Segment Start: MATERIAL FOR THIS EXERCISE

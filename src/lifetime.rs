//! Service lifetime definitions.

/// Service lifetimes controlling instance reuse
///
/// Defines how service instances are created, cached, and shared within
/// the service container.
///
/// # Lifetime Characteristics
///
/// - **Singleton**: Created once, reused for the remainder of the
///   container's life
/// - **Transient**: Fresh instance on every resolution, never cached
/// - **Factory**: Every resolution delegates to the supplied function;
///   results are never cached automatically
///
/// # Examples
///
/// ```rust
/// use trellis_di::{ServiceContainer, Resolver};
/// use std::sync::Arc;
///
/// struct Database { url: String }
/// struct RequestModel { id: u32 }
///
/// let container = ServiceContainer::new();
///
/// // Singleton: one instance for the container's lifetime
/// container.register_singleton(Database {
///     url: "postgres://localhost".to_string(),
/// });
///
/// // Transient: new instance every time
/// container.register_transient(|| RequestModel { id: 12345 });
///
/// let db1 = container.resolve::<Database>().unwrap();
/// let db2 = container.resolve::<Database>().unwrap();
/// assert!(Arc::ptr_eq(&db1, &db2)); // Same instance
///
/// let m1 = container.resolve::<RequestModel>().unwrap();
/// let m2 = container.resolve::<RequestModel>().unwrap();
/// assert!(!Arc::ptr_eq(&m1, &m2)); // Always different
/// ```
#[derive(Debug, Clone, Copy, PartialEq, Eq)]
pub enum Lifetime {
    /// Single instance per container, cached forever
    ///
    /// Singleton services are created once when first requested and then
    /// cached in the container's singleton store. The same instance is
    /// shared across all subsequent resolutions and threads.
    Singleton,
    /// New instance per resolution, never cached
    ///
    /// Transient services construct a fresh instance on every resolution.
    /// Best for lightweight, stateless services.
    Transient,
    /// Every resolution delegates to the registered factory function
    ///
    /// The factory receives the container as context and may resolve other
    /// services. Its result is returned as-is; only singleton-lifetime
    /// registrations are ever persisted in the singleton store.
    Factory,
}
//! TTL-bounded cache for resolved component instances.

use std::collections::HashMap;
use std::sync::atomic::{AtomicBool, AtomicU64, Ordering};
use std::sync::Mutex;
use std::time::{Duration, Instant};

use tracing::debug;

use crate::key::Key;
use crate::traits::AnyArc;

/// Default lifetime of a cached resolution.
pub const DEFAULT_TTL: Duration = Duration::from_secs(300);

/// Cache hit/miss counters, taken as a point-in-time snapshot.
#[derive(Debug, Clone, Copy, PartialEq, Eq)]
pub struct CacheStats {
    /// Lookups answered from the cache.
    pub hits: u64,
    /// Lookups that found nothing or an expired entry.
    pub misses: u64,
    /// Entries currently stored, expired or not.
    pub entries: usize,
}

impl CacheStats {
    /// Hit ratio in `[0.0, 1.0]`; zero when nothing has been looked up.
    pub fn hit_ratio(&self) -> f64 {
        let total = self.hits + self.misses;
        if total == 0 {
            0.0
        } else {
            self.hits as f64 / total as f64
        }
    }
}

struct Entry {
    value: AnyArc,
    stored_at: Instant,
}

/// Resolution cache with per-entry TTL and evict-on-read expiry.
///
/// Expired entries are removed the first time a lookup touches them; an
/// expired hit counts as a miss. The cache never sits between the
/// container and transient services, so disabling it only affects lookup
/// latency, never lifetime semantics.
pub struct ResolutionCache {
    entries: Mutex<HashMap<Key, Entry>>,
    ttl: Duration,
    enabled: AtomicBool,
    hits: AtomicU64,
    misses: AtomicU64,
}

impl ResolutionCache {
    /// Creates an enabled cache with [`DEFAULT_TTL`].
    pub fn new() -> Self {
        Self::with_ttl(DEFAULT_TTL)
    }

    /// Creates an enabled cache with the given entry lifetime.
    pub fn with_ttl(ttl: Duration) -> Self {
        Self {
            entries: Mutex::new(HashMap::new()),
            ttl,
            enabled: AtomicBool::new(true),
            hits: AtomicU64::new(0),
            misses: AtomicU64::new(0),
        }
    }

    /// Looks up an entry, evicting it first if its TTL has lapsed.
    pub fn get(&self, key: &Key) -> Option<AnyArc> {
        if !self.is_enabled() {
            return None;
        }
        let mut entries = self.entries.lock().expect("cache lock poisoned");
        match entries.get(key) {
            Some(entry) if entry.stored_at.elapsed() < self.ttl => {
                self.hits.fetch_add(1, Ordering::Relaxed);
                Some(entry.value.clone())
            }
            Some(_) => {
                entries.remove(key);
                self.misses.fetch_add(1, Ordering::Relaxed);
                None
            }
            None => {
                self.misses.fetch_add(1, Ordering::Relaxed);
                None
            }
        }
    }

    /// Stores a resolved instance. No-op while the cache is disabled.
    pub fn put(&self, key: Key, value: AnyArc) {
        if !self.is_enabled() {
            return;
        }
        let mut entries = self.entries.lock().expect("cache lock poisoned");
        entries.insert(key, Entry { value, stored_at: Instant::now() });
    }

    /// Drops a single entry, if present.
    pub fn invalidate(&self, key: &Key) {
        self.entries.lock().expect("cache lock poisoned").remove(key);
    }

    /// Proactively evicts every expired entry, returning how many were
    /// removed. Lazy eviction makes this optional housekeeping.
    pub fn invalidate_expired(&self) -> usize {
        let mut entries = self.entries.lock().expect("cache lock poisoned");
        let before = entries.len();
        entries.retain(|_, entry| entry.stored_at.elapsed() < self.ttl);
        before - entries.len()
    }

    /// Drops every entry. Counters are kept.
    pub fn clear(&self) {
        let mut entries = self.entries.lock().expect("cache lock poisoned");
        let dropped = entries.len();
        entries.clear();
        if dropped > 0 {
            debug!(dropped, "resolution cache cleared");
        }
    }

    /// Enables or disables the cache. Disabling also clears it so stale
    /// entries cannot outlive a disable/enable bounce.
    pub fn set_enabled(&self, enabled: bool) {
        self.enabled.store(enabled, Ordering::Relaxed);
        if !enabled {
            self.clear();
        }
    }

    /// Whether lookups and inserts are currently active.
    pub fn is_enabled(&self) -> bool {
        self.enabled.load(Ordering::Relaxed)
    }

    /// Point-in-time counters. `entries` may include not-yet-evicted
    /// expired entries.
    pub fn stats(&self) -> CacheStats {
        CacheStats {
            hits: self.hits.load(Ordering::Relaxed),
            misses: self.misses.load(Ordering::Relaxed),
            entries: self.entries.lock().expect("cache lock poisoned").len(),
        }
    }
}

impl Default for ResolutionCache {
    fn default() -> Self {
        Self::new()
    }
}

#[cfg(test)]
mod tests {
    use super::*;
    use std::sync::Arc;
    use std::thread;

    fn key() -> Key {
        crate::key::key_of_type::<String>()
    }

    #[test]
    fn hit_after_put() {
        let cache = ResolutionCache::new();
        cache.put(key(), Arc::new("v".to_owned()));
        assert!(cache.get(&key()).is_some());
        let stats = cache.stats();
        assert_eq!(stats.hits, 1);
        assert_eq!(stats.misses, 0);
    }

    #[test]
    fn expired_entry_counts_as_miss() {
        let cache = ResolutionCache::with_ttl(Duration::from_millis(10));
        cache.put(key(), Arc::new("v".to_owned()));
        thread::sleep(Duration::from_millis(25));
        assert!(cache.get(&key()).is_none());
        assert_eq!(cache.stats().misses, 1);
        assert_eq!(cache.stats().entries, 0);
    }

    #[test]
    fn sweep_reports_eviction_count() {
        let cache = ResolutionCache::with_ttl(Duration::from_millis(10));
        cache.put(key(), Arc::new("v".to_owned()));
        cache.put(crate::key::key_of_type::<u8>(), Arc::new(1u8));
        thread::sleep(Duration::from_millis(25));
        assert_eq!(cache.invalidate_expired(), 2);
        assert_eq!(cache.stats().entries, 0);
    }

    #[test]
    fn disable_clears_entries() {
        let cache = ResolutionCache::new();
        cache.put(key(), Arc::new("v".to_owned()));
        cache.set_enabled(false);
        assert_eq!(cache.stats().entries, 0);
        cache.put(key(), Arc::new("v".to_owned()));
        assert!(cache.get(&key()).is_none());
        cache.set_enabled(true);
        assert!(cache.get(&key()).is_none());
    }
}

Segment End: MATERIAL FOR THIS EXERCISE

TASK ITEM: Where a line of the listing includes the word "only", it counts; say how many such lines there are and nothing more.

OUTPUT BELOW: 2